Disabled Soldier Backlog Puts Army at Risk | Military.com


The backlog of soldiers too injured to serve is growing so large that it could affect the Army’s ability to go to war.

Army leaders plan to reduce the size of the service by 10,000 to 15,000 soldiers each year over the next decade, but that’s not counting the 20,500 troops Army doctors have declared unable to serve.

Budget cuts, combined with the end of the Iraq war and drawdown in Afghanistan, have forced the Army to cut end strength by 80,000 soldiers. The 20,500 soldiers tabbed to leave the service because of disabilities, however, still remain on the books.

The backlog is caused by failures in a system built to transition those soldiers out. Quite simply, Army doctors classify more soldiers as too injured to serve than the system can separate each year.
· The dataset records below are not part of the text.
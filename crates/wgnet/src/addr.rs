//! IPv6 address assignment via `RTM_NEWADDR`.

use std::net::Ipv6Addr;

use crate::config::Config;
use crate::error::{Error, Result};
use crate::netlink;
use crate::netlink::builder::MessageBuilder;
use crate::netlink::connection::Connection;
use crate::netlink::message::{NLM_F_ACK, NLM_F_CREATE, NLM_F_REPLACE, NLM_F_REQUEST, NlMsgType};
use crate::netlink::socket::{NetlinkSocket, Protocol};
use crate::netlink::types::{IfAddrMsg, IfaAttr, ifa_flags};
use crate::util::ifname;

/// Build the `RTM_NEWADDR` frame for a permanent IPv6 address.
///
/// The frame uses sequence 1 and the process id as port id. `IFA_ADDRESS`
/// and `IFA_LOCAL` carry the same address.
pub fn build_newaddr(
    index: u32,
    addr: [u8; 16],
    prefix: u8,
    ack: bool,
) -> netlink::Result<Vec<u8>> {
    let mut flags = NLM_F_REQUEST | NLM_F_CREATE | NLM_F_REPLACE;
    if ack {
        flags |= NLM_F_ACK;
    }

    let mut builder = MessageBuilder::new(NlMsgType::RTM_NEWADDR, flags);
    builder.append(
        &IfAddrMsg::new()
            .with_family(libc::AF_INET6 as u8)
            .with_prefixlen(prefix)
            .with_flags(ifa_flags::PERMANENT)
            .with_scope(0)
            .with_index(index),
    );
    builder.append_attr(IfaAttr::Address as u16, &addr);
    builder.append_attr(IfaAttr::Local as u16, &addr);
    builder.set_seq(1);
    builder.set_pid(std::process::id());
    builder.finish()
}

/// Add `addr/prefix` to the interface named `name`.
pub fn assign_ipv6(name: &str, addr: Ipv6Addr, prefix: u8, config: &Config) -> Result<()> {
    let index = ifname::name_to_index(name)?;

    let socket = NetlinkSocket::new(Protocol::Route)
        .map_err(Error::NetlinkSocketFailed)?
        .with_recv_buffer_size(config.recv_buffer_size);

    let frame = build_newaddr(index, addr.octets(), prefix, config.ipv6_ack)
        .map_err(Error::NetlinkSendFailed)?;
    tracing::trace!(len = frame.len(), "RTM_NEWADDR frame");

    if config.ipv6_ack {
        Connection::from_socket(socket)
            .send_ack(&frame)
            .map_err(Error::NetlinkSendFailed)?;
    } else {
        socket.send(&frame).map_err(Error::NetlinkSendFailed)?;
    }

    tracing::debug!(ifname = name, index, %addr, prefix, "assigned IPv6 address");
    Ok(())
}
The number of soldiers in the Integrated Disability Evaluation System has grown by 42 percent just this past year. It’s grown from 11,900 soldiers to 20,500 soldiers since 2009. Army medical leaders expect that number to continue to rise. The Defense Department adopted the IDES -- and it will apply each one of the services -- but the Army is in most dire straits.

Lt. Gen. Thomas P. Bostick, the Army’s top manpower officer, described the system to Congress as “fundamentally flawed,” saying, “The biggest area that we need help is in the disability evaluation system.”

“It's long. It's disjointed. We have put money and leadership after this and I'm very concerned that while we're drawing down, this large number of soldiers will remain in the disability evaluation system,” Bostick told the House Armed Services Committee’s military personnel panel in early March.

It’s rare to hear military leaders openly criticize a system under their control. But it’s clear their frustration is mounting.

The growing backlog puts the Army’s readiness at risk because the current end strength takes into account the number of injured soldiers getting ready to separate. The Army mans units at 110 percent so they can deploy at 90 percent of their authorized strength, said Col. Daniel Cassidy, the deputy commander of the U.S. Army Physical Disability Agency.

“As the top end gets smaller, it squeezes where the [disability evaluation system population] kind of floats in the margin,” he said.

With end strength shrinking, the Army will not have the cushion to absorb the backlog of soldiers stuck in a disability evaluation system that keeps growing, Cassidy said.

The Army colonel said the Defense Department can only do so much to salvage a system in which rules were laid out by congressional legislation in 1949. “A patchwork of laws and regulations have been put in place,” but it hasn’t been enough, Cassidy said.